By applying the concept of perforator flap into regional reconstruction, a perforator flap close to the defect is dissected and transferred by meticulous intramuscular dissection of the perforator without division and reanastomosis of the vascular pedicle. One of the recently highly applied areas was the perineal reconstruction using perforator flaps from the medial and posterior thigh, such as the, gracilis perforator flap (medial circumflex femoral artery perforator flap), profunda artery perforator flap, anterior obturator perforator flap, gluteal artery perforator flap and more distant pedicle perforator flap, such as pedicle ALT flap and pedicle DIEP flap.
What are the advantages of pedicled perforator flap?
The microsurgical anastomosis is eliminated and the potential risk of flap loss diminished. A perforator flap is designed close to the defect and can be based on traditional flap design, like rotation, transposition, advancement and interposition/island flaps and transposed to the recipient site based on the perforator. Many of the traditional used reconstruction method can be modified to a more reliable and more versatile manner, such as converting the gracilis myocutaneous flap to gracilis perforator flap to vulvar reconstruction. Traditional flaps can be designed with improvement of providing an axial and reliable blood supply. Owing to the preservation of the perforator, the traditional pedicle flap length-to-width rule is no longer needed.
List examples of pedicled perforator flap in head and neck reconstruction.
1. Submental artery perforator flap
2. Facial artery musculomucosal flap
3. Temporoparietal artery perforator flap
4. Internal mammary artery perforator flap
Who described the anterolateral thigh flap?

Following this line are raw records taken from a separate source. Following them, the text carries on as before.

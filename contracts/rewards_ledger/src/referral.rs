use crate::error::Error;
use crate::levels::Levels;
use crate::storage::Storage;
use crate::types::{TeamSummary, TeamTier, CASCADE_DEPTH};
use soroban_sdk::{log, Address, Env, Vec};

/// Referrer links stored on each account, with a reverse index of direct
/// referrals per referrer for team reports.
///
/// The reverse index is keyed per entry (`Referral(referrer, i)`), so linking
/// is constant cost however large a team grows.
pub struct ReferralGraph;

impl ReferralGraph {
    /// Called once per account at registration, which keeps the index free of
    /// duplicates
    pub fn link(env: &Env, account: &Address, referrer: &Address) -> u32 {
        Storage::push_referral(env, referrer, account)
    }

    pub fn direct_referrals(env: &Env, referrer: &Address) -> Vec<Address> {
        let mut referrals: Vec<Address> = Vec::new(env);
        for index in 0..Storage::referral_count(env, referrer) {
            if let Some(referral) = Storage::referral_at(env, referrer, index) {
                referrals.push_back(referral);
            }
        }
        referrals
    }

    /// Up to `depth` ancestors, direct referrer first.
    ///
    /// Stops at the end of the chain or at the first address already seen.
    pub fn upward_chain(env: &Env, account: &Address, depth: u32) -> Result<Vec<Address>, Error> {
        let mut chain: Vec<Address> = Vec::new(env);
        let mut current = Storage::get_account(env, account)?.referrer;

        while chain.len() < depth {
            let Some(ancestor) = current else {
                break;
            };
            if ancestor == *account || chain.contains(&ancestor) {
                log!(env, "referral cycle detected", account.clone(), ancestor);
                break;
            }
            current = match Storage::get_account(env, &ancestor) {
                Ok(next) => next.referrer,
                Err(_) => None,
            };
            chain.push_back(ancestor);
        }

        Ok(chain)
    }

    /// Descendants grouped by tier (tier A first).
    ///
    /// A child is only followed while its stored referrer is the parent it was
    /// indexed under, so every address sits under exactly one parent and the
    /// walk stays a tree even over corrupted links.
    pub fn downward_tiers(env: &Env, account: &Address, depth: u32) -> Vec<Vec<Address>> {
        let mut tiers: Vec<Vec<Address>> = Vec::new(env);

        let mut frontier: Vec<Address> = Vec::new(env);
        frontier.push_back(account.clone());

        for _ in 0..depth {
            let mut next: Vec<Address> = Vec::new(env);
            for parent in frontier.iter() {
                for child in Self::direct_referrals(env, &parent).iter() {
                    if child == *account || !Self::is_linked(env, &child, &parent) {
                        continue;
                    }
                    next.push_back(child);
                }
            }
            if next.is_empty() {
                break;
            }
            tiers.push_back(next.clone());
            frontier = next;
        }

        tiers
    }

    fn is_linked(env: &Env, child: &Address, parent: &Address) -> bool {
        match Storage::get_account(env, child) {
            Ok(account) => account.referrer.as_ref() == Some(parent),
            Err(_) => false,
        }
    }

    pub fn downward_set(env: &Env, account: &Address, depth: u32) -> Vec<Address> {
        let mut all: Vec<Address> = Vec::new(env);
        for tier in Self::downward_tiers(env, account, depth).iter() {
            all.append(&tier);
        }
        all
    }

    pub fn team_summary(env: &Env, address: &Address) -> Result<TeamSummary, Error> {
        let account = Storage::get_account(env, address)?;
        let tiers = Self::downward_tiers(env, address, CASCADE_DEPTH);

        let mut stats: Vec<TeamTier> = Vec::new(env);
        let mut team_count = 0u32;
        let mut total_investors = 0u32;

        for tier in 0..CASCADE_DEPTH {
            let members = tiers.get(tier).unwrap_or(Vec::new(env));
            let investors = members
                .iter()
                .filter(|member| Levels::has_active(env, member))
                .count() as u32;

            team_count += members.len();
            total_investors += investors;
            stats.push_back(TeamTier {
                members: members.len(),
                investors,
            });
        }

        Ok(TeamSummary {
            invite_code: account.invite_code,
            subsidy_balance: account.subsidy_balance,
            tiers: stats,
            team_count,
            total_investors,
        })
    }
}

Song et al. described it as a septocutaneous perforator flap in 1984.
What is the source artery of the ALT perforator flap?
Septocutaneous or musculocutaneous perforators derived from the descending, oblique or transverse branch of lateral circumflex femoral system.
What is the landmark for the perforators in the anterolateral thigh region?
A line is drawn from anterior superior iliac spine to the lateral border of the patella and the perforators are usually located in a circle 3 cm around the midpoint of this line.
What is the ratio of septocutaneous versus myocutaneous perforators in the anterolateral thigh perforator flap?
In different reported series, only 12% to 33% of the patients were reported to have septocutaneous vessels while 67% to 88% had myocutaneous perforators only.
What can be the maximum dimension of an anterolateral thigh perforator flap?
8 × 20 cm.
What are the advantages of thinning anterolateral thigh perforator flaps?
1. Uniformly thin and pliable flaps become available especially for reconstruction of oral cavity, neck, hand and fingers, axilla, forearm, and anterior tibial area, when the flap is thicker than required.
2. Avoids secondary defatting or liposuction procedure.
3. Improved sensory recovery.
4. Early range-of-motion training when used in hands and fingers and better and quicker postoperative functional recovery in buccal and tongue reconstruction.
What is the upper width limit of the anterolateral thigh flap that can be usually closed primarily?
Although the laxity is important for this issue, generally up to 8 cm defect can be closed primarily.